Duas manifestações em 15 dias, que levaram às ruas mais de um milhão de pessoas, fazem necessariamente mossa em qualquer um, a começar nos visados dos protestos: os (glosando Cardoso Pires) excelentíssimos dinossauros deste Governo cretáceo (houve quem preferisse «cretino» nos cartazes, o que, convenhamos, é notoriamente mais chegado aos factos).

A evidência da mossa estendeu-se ao mundo comentador, onde nem uma voz se ergueu a terçar armas pelo Executivo Passista.

Ao contrário, todos desataram a rezar missas por um Governo a quem agora entronizam como «defunto» e sobre o qual vão produzindo lautas pilhérias, aparentemente esquecidos dos encómios que ainda há pouco lhe dedicavam, louvando-lhe «a determinação» a fazer «o que era necessário», embora «doloroso».

Hoje, as adjectivações afinam mais pelo diapasão de que, neste Governo, são todos «umas bestas».

Também vai fazendo caminho a evidência de que esta repentina «ditadura do défice» apenas existe para encher as tulhas aos financeiros alemães e correlativos, que continuam a ir ao famoso «mercado» abastecer-se de euros a quase 0% de juros, para depois os «emprestarem» aos países em resgate a sete, oito, dez (e por aí acima), por cento.
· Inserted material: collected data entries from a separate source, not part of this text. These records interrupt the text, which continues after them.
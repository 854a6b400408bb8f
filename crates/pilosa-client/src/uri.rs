// SPDX-License-Identifier: Apache-2.0
// © James Ross Ω FLYING•ROBOTS <https://github.com/flyingrobots>
//! Server addresses.

use regex::Regex;
use std::fmt;
use std::str::FromStr;
use std::sync::LazyLock;

use crate::error::{PilosaError, Result};
use crate::validator::static_regex;

/// Port the server listens on unless told otherwise.
pub const DEFAULT_PORT: u16 = 10101;
/// Host used when an address names only a scheme or port.
pub const DEFAULT_HOST: &str = "localhost";

static ADDRESS: LazyLock<Regex> = LazyLock::new(|| {
    static_regex(r"^(([+a-z]+)://)?([0-9a-z.-]+|\[[:0-9a-fA-F]+\])?(:([0-9]+))?$")
});

/// Transport scheme of a node.
#[derive(Debug, Clone, Copy, Default, PartialEq, Eq, Hash)]
pub enum Scheme {
    /// Plain HTTP.
    #[default]
    Http,
    /// HTTP over TLS.
    Https,
}

impl Scheme {
    /// Lowercase scheme name.
    pub fn as_str(self) -> &'static str {
        match self {
            Self::Http => "http",
            Self::Https => "https",
        }
    }
}

impl fmt::Display for Scheme {
    fn fmt(&self, f: &mut fmt::Formatter<'_>) -> fmt::Result {
        f.write_str(self.as_str())
    }
}

/// A normalized `scheme://host:port` address. Immutable once built.
#[derive(Debug, Clone, PartialEq, Eq, Hash)]
pub struct Uri {
    scheme: Scheme,
    host: String,
    port: u16,
}

impl Default for Uri {
    fn default() -> Self {
        Self {
            scheme: Scheme::Http,
            host: DEFAULT_HOST.to_owned(),
            port: DEFAULT_PORT,
        }
    }
}

impl Uri {
    /// Parse a full or partial address.
    ///
    /// Accepts `scheme://host:port`, `host:port`, `host`, `:port` and
    /// bracketed IPv6 hosts. A compound scheme such as `http+protobuf` keeps
    /// only its transport part. Missing parts fall back to
    /// `http`, `localhost` and `10101`.
    pub fn parse(address: &str) -> Result<Self> {
        let invalid = || PilosaError::InvalidUri {
            address: address.to_owned(),
        };
        if address.is_empty() {
            return Err(invalid());
        }
        let caps = ADDRESS.captures(address).ok_or_else(invalid)?;
        let scheme = match caps.get(2).map(|m| m.as_str()) {
            None => Scheme::Http,
            Some(raw) => match raw.split('+').next() {
                Some("http") => Scheme::Http,
                Some("https") => Scheme::Https,
                _ => return Err(invalid()),
            },
        };
        let host = caps
            .get(3)
            .map_or(DEFAULT_HOST, |m| m.as_str())
            .to_owned();
        let port = match caps.get(5) {
            Some(m) => m.as_str().parse::<u16>().map_err(|_| invalid())?,
            None => DEFAULT_PORT,
        };
        Ok(Self { scheme, host, port })
    }

    /// Address with the given host and port over plain HTTP.
    pub fn with_host_port(host: impl Into<String>, port: u16) -> Self {
        Self {
            scheme: Scheme::Http,
            host: host.into(),
            port,
        }
    }

    /// Same address with another scheme.
    pub fn with_scheme(mut self, scheme: Scheme) -> Self {
        self.scheme = scheme;
        self
    }

    /// Scheme.
    pub fn scheme(&self) -> Scheme {
        self.scheme
    }

    /// Host, brackets included for IPv6.
    pub fn host(&self) -> &str {
        &self.host
    }

    /// Port.
    pub fn port(&self) -> u16 {
        self.port
    }

    /// `scheme://host:port`.
    pub fn normalize(&self) -> String {
        self.to_string()
    }
}

impl fmt::Display for Uri {
    fn fmt(&self, f: &mut fmt::Formatter<'_>) -> fmt::Result {
        write!(f, "{}://{}:{}", self.scheme, self.host, self.port)
    }
}

impl FromStr for Uri {
    type Err = PilosaError;

    fn from_str(s: &str) -> Result<Self> {
        Self::parse(s)
    }
}
// SPDX-License-Identifier: Apache-2.0
// © James Ross Ω FLYING•ROBOTS <https://github.com/flyingrobots>
//! Framing for `import-roaring` payloads.
//!
//! Layout (protobuf-compatible, field numbers fixed by the server):
//!
//! ```text
//! ImportRoaringRequest { 1: bool clear, 2: repeated RoaringView views }
//! RoaringView          { 1: string name, 2: bytes data }
//! ```
//!
//! `data` is a bitmap in the server's roaring format ([`crate::bitmap`]).
//! This module only frames it; packing happens in the client.

use bytes::{Buf, BufMut, BytesMut};
use thiserror::Error;

const WIRE_VARINT: u8 = 0;
const WIRE_FIXED64: u8 = 1;
const WIRE_LEN: u8 = 2;
const WIRE_FIXED32: u8 = 5;

/// Errors raised while decoding a framed payload.
#[derive(Debug, Clone, PartialEq, Eq, Error)]
pub enum FrameError {
    /// Input ended in the middle of a value.
    #[error("truncated frame")]
    Truncated,
    /// A varint ran past 64 bits.
    #[error("varint overflow")]
    VarintOverflow,
    /// Wire type this framing does not use.
    #[error("unsupported wire type {0}")]
    UnsupportedWireType(u8),
    /// View name is not UTF-8.
    #[error("view name is not valid utf-8")]
    InvalidUtf8,
    /// Bitmap does not start with the roaring cookie.
    #[error("unknown bitmap cookie {0:#010x}")]
    UnknownCookie(u32),
    /// Bitmap container of an unknown type.
    #[error("unknown bitmap container type {0}")]
    UnknownContainer(u16),
    /// Bit positions handed to the encoder were not strictly ascending.
    #[error("bit positions must be strictly ascending")]
    UnsortedPositions,
    /// Bitmap too large for 32-bit offsets.
    #[error("bitmap exceeds 4 GiB")]
    TooLarge,
}

/// One named view and its serialized bitmap.
#[derive(Debug, Clone, Default, PartialEq, Eq)]
pub struct RoaringView {
    /// View name; `""` is the standard view.
    pub name: String,
    /// Roaring bitmap bytes, see [`crate::bitmap`].
    pub data: Vec<u8>,
}

/// Bitmap-transfer import request for one shard.
#[derive(Debug, Clone, Default, PartialEq, Eq)]
pub struct ImportRoaringRequest {
    /// Clear the bits instead of setting them.
    pub clear: bool,
    /// Views to import.
    pub views: Vec<RoaringView>,
}

impl ImportRoaringRequest {
    /// Encode to wire bytes.
    pub fn encode(&self) -> Vec<u8> {
        let mut out = BytesMut::new();
        if self.clear {
            put_key(&mut out, 1, WIRE_VARINT);
            put_varint(&mut out, 1);
        }
        for view in &self.views {
            let mut inner = BytesMut::with_capacity(view.name.len() + view.data.len() + 8);
            if !view.name.is_empty() {
                put_key(&mut inner, 1, WIRE_LEN);
                put_bytes(&mut inner, view.name.as_bytes());
            }
            if !view.data.is_empty() {
                put_key(&mut inner, 2, WIRE_LEN);
                put_bytes(&mut inner, &view.data);
            }
            put_key(&mut out, 2, WIRE_LEN);
            put_bytes(&mut out, &inner);
        }
        out.to_vec()
    }

    /// Decode from wire bytes. Unknown fields are skipped.
    pub fn decode(mut buf: &[u8]) -> Result<Self, FrameError> {
        let mut req = Self::default();
        while buf.has_remaining() {
            let (field, wire) = get_key(&mut buf)?;
            match (field, wire) {
                (1, WIRE_VARINT) => req.clear = get_varint(&mut buf)? != 0,
                (2, WIRE_LEN) => {
                    let inner = get_bytes(&mut buf)?;
                    req.views.push(decode_view(inner)?);
                }
                (_, wire) => skip(&mut buf, wire)?,
            }
        }
        Ok(req)
    }
}

fn decode_view(mut buf: &[u8]) -> Result<RoaringView, FrameError> {
    let mut view = RoaringView::default();
    while buf.has_remaining() {
        let (field, wire) = get_key(&mut buf)?;
        match (field, wire) {
            (1, WIRE_LEN) => {
                let raw = get_bytes(&mut buf)?;
                view.name = String::from_utf8(raw.to_vec()).map_err(|_| FrameError::InvalidUtf8)?;
            }
            (2, WIRE_LEN) => view.data = get_bytes(&mut buf)?.to_vec(),
            (_, wire) => skip(&mut buf, wire)?,
        }
    }
    Ok(view)
}

fn put_key(out: &mut BytesMut, field: u32, wire: u8) {
    put_varint(out, (u64::from(field) << 3) | u64::from(wire));
}

#[allow(clippy::cast_possible_truncation)]
fn put_varint(out: &mut BytesMut, mut value: u64) {
    while value >= 0x80 {
        out.put_u8((value as u8 & 0x7f) | 0x80);
        value >>= 7;
    }
    out.put_u8(value as u8);
}

fn put_bytes(out: &mut BytesMut, bytes: &[u8]) {
    put_varint(out, bytes.len() as u64);
    out.put_slice(bytes);
}

fn get_varint(buf: &mut &[u8]) -> Result<u64, FrameError> {
    let mut value = 0u64;
    for shift in (0..64).step_by(7) {
        if !buf.has_remaining() {
            return Err(FrameError::Truncated);
        }
        let byte = buf.get_u8();
        value |= u64::from(byte & 0x7f) << shift;
        if byte & 0x80 == 0 {
            return Ok(value);
        }
    }
    Err(FrameError::VarintOverflow)
}

#[allow(clippy::cast_possible_truncation)]
fn get_key(buf: &mut &[u8]) -> Result<(u64, u8), FrameError> {
    let key = get_varint(buf)?;
    Ok((key >> 3, (key & 0x7) as u8))
}

fn get_bytes<'a>(buf: &mut &'a [u8]) -> Result<&'a [u8], FrameError> {
    let len = usize::try_from(get_varint(buf)?).map_err(|_| FrameError::Truncated)?;
    let rest: &'a [u8] = *buf;
    if rest.len() < len {
        return Err(FrameError::Truncated);
    }
    let (head, tail) = rest.split_at(len);
    *buf = tail;
    Ok(head)
}

fn skip(buf: &mut &[u8], wire: u8) -> Result<(), FrameError> {
    let width = match wire {
        WIRE_VARINT => {
            get_varint(buf)?;
            return Ok(());
        }
        WIRE_LEN => {
            get_bytes(buf)?;
            return Ok(());
        }
        WIRE_FIXED64 => 8,
        WIRE_FIXED32 => 4,
        other => return Err(FrameError::UnsupportedWireType(other)),
    };
    if buf.remaining() < width {
        return Err(FrameError::Truncated);
    }
    buf.advance(width);
    Ok(())
}

#[cfg(test)]
mod tests {
    #![allow(clippy::unwrap_used)]
    use super::*;

    #[test]
    fn encodes_known_layout() {
        let req = ImportRoaringRequest {
            clear: true,
            views: vec![RoaringView {
                name: "2017".into(),
                data: vec![0xAA],
            }],
        };
        assert_eq!(
            req.encode(),
            vec![0x08, 0x01, 0x12, 0x09, 0x0A, 0x04, b'2', b'0', b'1', b'7', 0x12, 0x01, 0xAA]
        );
    }

    #[test]
    fn decode_reads_back_views_and_clear_flag() {
        let req = ImportRoaringRequest {
            clear: false,
            views: vec![
                RoaringView { name: String::new(), data: vec![1, 2, 3] },
                RoaringView { name: "201704".into(), data: vec![0; 300] },
            ],
        };
        assert_eq!(ImportRoaringRequest::decode(&req.encode()).unwrap(), req);
    }

    #[test]
    fn decode_skips_unknown_fields() {
        // field 9 varint, then field 1 = true
        let bytes = [0x48, 0x05, 0x08, 0x01];
        let req = ImportRoaringRequest::decode(&bytes).unwrap();
        assert!(req.clear);
        assert!(req.views.is_empty());
    }

    #[test]
    fn decode_rejects_truncated_input() {
        assert_eq!(
            ImportRoaringRequest::decode(&[0x12, 0x05, 0x0A]),
            Err(FrameError::Truncated)
        );
    }
}
impl FieldOptions {
    /// Set field with default cache.
    pub fn set() -> Self {
        Self::Set {
            keys: false,
            cache_type: CacheType::Default,
            cache_size: 0,
        }
    }

    /// Integer field holding values in `min..=max`.
    pub fn int(min: i64, max: i64) -> Self {
        Self::Int { min, max }
    }

    /// Time field with the given quantum.
    pub fn time(quantum: TimeQuantum) -> Self {
        Self::Time {
            keys: false,
            quantum,
        }
    }

    /// Mutex field with default cache.
    pub fn mutex() -> Self {
        Self::Mutex {
            keys: false,
            cache_type: CacheType::Default,
            cache_size: 0,
        }
    }

    /// Boolean field.
    pub fn bool() -> Self {
        Self::Bool
    }

    /// Enable or disable row keys. No effect on int and bool fields.
    pub fn with_keys(mut self, enabled: bool) -> Self {
        match &mut self {
            Self::Set { keys, .. } | Self::Time { keys, .. } | Self::Mutex { keys, .. } => *keys = enabled,
            Self::Int { .. } | Self::Bool => {}
        }
        self
    }

    /// Set the row cache. No effect on fields without a cache.
    pub fn with_cache(mut self, cache: CacheType, size: u32) -> Self {
        match &mut self {
            Self::Set {
                cache_type,
                cache_size,
                ..
            }
            | Self::Mutex {
                cache_type,
                cache_size,
                ..
            } => {
                *cache_type = cache;
                *cache_size = size;
            }
            Self::Int { .. } | Self::Time { .. } | Self::Bool => {}
        }
        self
    }

    /// Type tag.
    pub fn field_type(&self) -> FieldType {
        match self {
            Self::Set { .. } => FieldType::Set,
            Self::Int { .. } => FieldType::Int,
            Self::Time { .. } => FieldType::Time,
            Self::Mutex { .. } => FieldType::Mutex,
            Self::Bool => FieldType::Bool,
        }
    }

    /// Whether rows are addressed by keys.
    pub fn keys(&self) -> bool {
        match self {
            Self::Set { keys, .. } | Self::Time { keys, .. } | Self::Mutex { keys, .. } => *keys,
            Self::Int { .. } | Self::Bool => false,
        }
    }

    /// Time quantum; `None` for non-time fields.
    pub fn time_quantum(&self) -> TimeQuantum {
        match self {
            Self::Time { quantum, .. } => *quantum,
            _ => TimeQuantum::None,
        }
    }

    fn validate(&self, field: &str) -> Result<()> {
        let invalid = |reason: String| PilosaError::InvalidFieldOptions {
            field: field.to_owned(),
            reason,
        };
        match self {
            Self::Int { min, max } if min > max => Err(invalid(format!("min {min} is greater than max {max}"))),
            Self::Time { quantum, .. } if quantum.is_none() => {
                Err(invalid("time fields need a time quantum".to_owned()))
            }
            _ => Ok(()),
        }
    }

    /// Options as sent to the server; unset members are left out.
    pub fn to_meta(&self) -> FieldMeta {
        let mut meta = FieldMeta {
            field_type: Some(self.field_type().as_str().to_owned()),
            keys: self.keys().then_some(true),
            ..FieldMeta::default()
        };
        match self {
            Self::Set {
                cache_type,
                cache_size,
                ..
            }
            | Self::Mutex {
                cache_type,
                cache_size,
                ..
            } => {
                if *cache_type != CacheType::Default {
                    meta.cache_type = Some(cache_type.as_str().to_owned());
                }
                if *cache_size > 0 {
                    meta.cache_size = Some(*cache_size);
                }
            }
            Self::Int { min, max } => {
                meta.min = Some(*min);
                meta.max = Some(*max);
            }
            Self::Time { quantum, .. } => meta.time_quantum = Some(quantum.as_str().to_owned()),
            Self::Bool => {}
        }
        meta
    }

    /// Read options reported by the server.
    ///
    /// Older servers omit `type`; it is then inferred from the other members.
    pub fn from_meta(field: &str, meta: &FieldMeta) -> Result<Self> {
        let quantum_name = meta.time_quantum.as_deref().unwrap_or("");
        let quantum = TimeQuantum::parse(quantum_name).ok_or_else(|| PilosaError::InvalidFieldOptions {
            field: field.to_owned(),
            reason: format!("unknown time quantum {quantum_name:?}"),
        })?;
        let field_type = match meta.field_type.as_deref() {
            Some("set") => FieldType::Set,
            Some("int") => FieldType::Int,
            Some("time") => FieldType::Time,
            Some("mutex") => FieldType::Mutex,
            Some("bool") => FieldType::Bool,
            Some(other) => {
                return Err(PilosaError::InvalidFieldOptions {
                    field: field.to_owned(),
                    reason: format!("unknown field type {other:?}"),
                })
            }
            None if !quantum.is_none() => FieldType::Time,
            None if meta.min.is_some() || meta.max.is_some() => FieldType::Int,
            None => FieldType::Set,
        };
        let keys = meta.keys.unwrap_or(false);
        let cache_type = CacheType::parse(meta.cache_type.as_deref().unwrap_or(""));
        let cache_size = meta.cache_size.unwrap_or(0);
        let options = match field_type {
            FieldType::Set => Self::Set {
                keys,
                cache_type,
                cache_size,
            },
            FieldType::Int => Self::Int {
                min: meta.min.unwrap_or(0),
                max: meta.max.unwrap_or(0),
            },
            FieldType::Time => Self::Time { keys, quantum },
            FieldType::Mutex => Self::Mutex {
                keys,
                cache_type,
                cache_size,
            },
            FieldType::Bool => Self::Bool,
        };
        options.validate(field)?;
        Ok(options)
    }

    /// First option that differs from `remote`, as `(option, local, remote)`.
    ///
    /// Cache settings count only when set locally; the server always reports
    /// concrete values for them.
    fn conflict_with(&self, remote: &Self) -> Option<(&'static str, String, String)> {
        if self.field_type() != remote.field_type() {
            return Some(("type", self.field_type().to_string(), remote.field_type().to_string()));
        }
        if self.keys() != remote.keys() {
            return Some(("keys", self.keys().to_string(), remote.keys().to_string()));
        }
        match (self, remote) {
            (Self::Int { min, max }, Self::Int { min: rmin, max: rmax }) => {
                if min != rmin {
                    return Some(("min", min.to_string(), rmin.to_string()));
                }
                if max != rmax {
                    return Some(("max", max.to_string(), rmax.to_string()));
                }
            }
            (Self::Time { quantum, .. }, Self::Time { quantum: remote_quantum, .. }) if quantum != remote_quantum => {
                return Some(("timeQuantum", quantum.to_string(), remote_quantum.to_string()));
            }
            (
                Self::Set {
                    cache_type,
                    cache_size,
                    ..
                }
                | Self::Mutex {
                    cache_type,
                    cache_size,
                    ..
                },
                Self::Set {
                    cache_type: remote_type,
                    cache_size: remote_size,
                    ..
                }
                | Self::Mutex {
                    cache_type: remote_type,
                    cache_size: remote_size,
                    ..
                },
            ) => {
                if *cache_type != CacheType::Default && cache_type != remote_type {
                    return Some(("cacheType", cache_type.to_string(), remote_type.to_string()));
                }
                if *cache_size > 0 && cache_size != remote_size {
                    return Some(("cacheSize", cache_size.to_string(), remote_size.to_string()));
                }
            }
            _ => {}
        }
        None
    }
}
Está, assim, patente ao País que a «união monetária e social», prometida com a moeda única, desembocou no que o PCP avisava, na altura: que a «união» seria apenas monetária e rapidamente evoluiria para monetarista, com os países de fortes economias (Alemanha à cabeça) a esbulharem os mais débeis com juros monstruosos, sob o pretexto dos «empréstimos» que lhes foram sendo feitos e agora brutalmente extorquidos a coberto da «ditadura do défice», ferreamente imposta aos, de repente, «relapsos e devedores».

Isto sem aprofundar o cerne do problema, que consiste no próprio sistema capitalista como fonte irreformável da injustiça que grassa e engrossa pelo mundo, pelo que a única solução é aniquilá-lo.

Resumindo, há duas evidências no País, que as recentes manifestações consolidaram.

Uma, de que esta política – por ordem e a coberto da troika –, de afogar quem trabalha em impostos sem fim, de desinvestir na economia produtiva, de destruir o mercado interno com a retracção económica provocada pelo desemprego assustador e a falência em cadeia das pequenas e médias empresas – que, por sinal, garantem a maioria esmagadora dos postos de trabalho –, só pode conduzir a uma espiral recessiva contínua e, daí, ao desastre sem remissão.

Outra, que este Governo está tão completamente desacreditado perante o País, que chegou à originalidade, sem precedentes no mundo dito democrático, de atribuir segurança pessoal a todos os seus ministros, para os «proteger» dos protestos que os esperam onde quer que apareçam...

Resta demonstrar ao País que há novo passo a dar para impor a mudança de política: derrubar este Governo e promover um que, afoitamente, rompa com a troika e os seus ditames.

Então se verá como todos os «senhores do euro» tremerão, perante a iminência do fim «da mama» que, cinicamente, têm atribuído aos «intervencionados do Sul».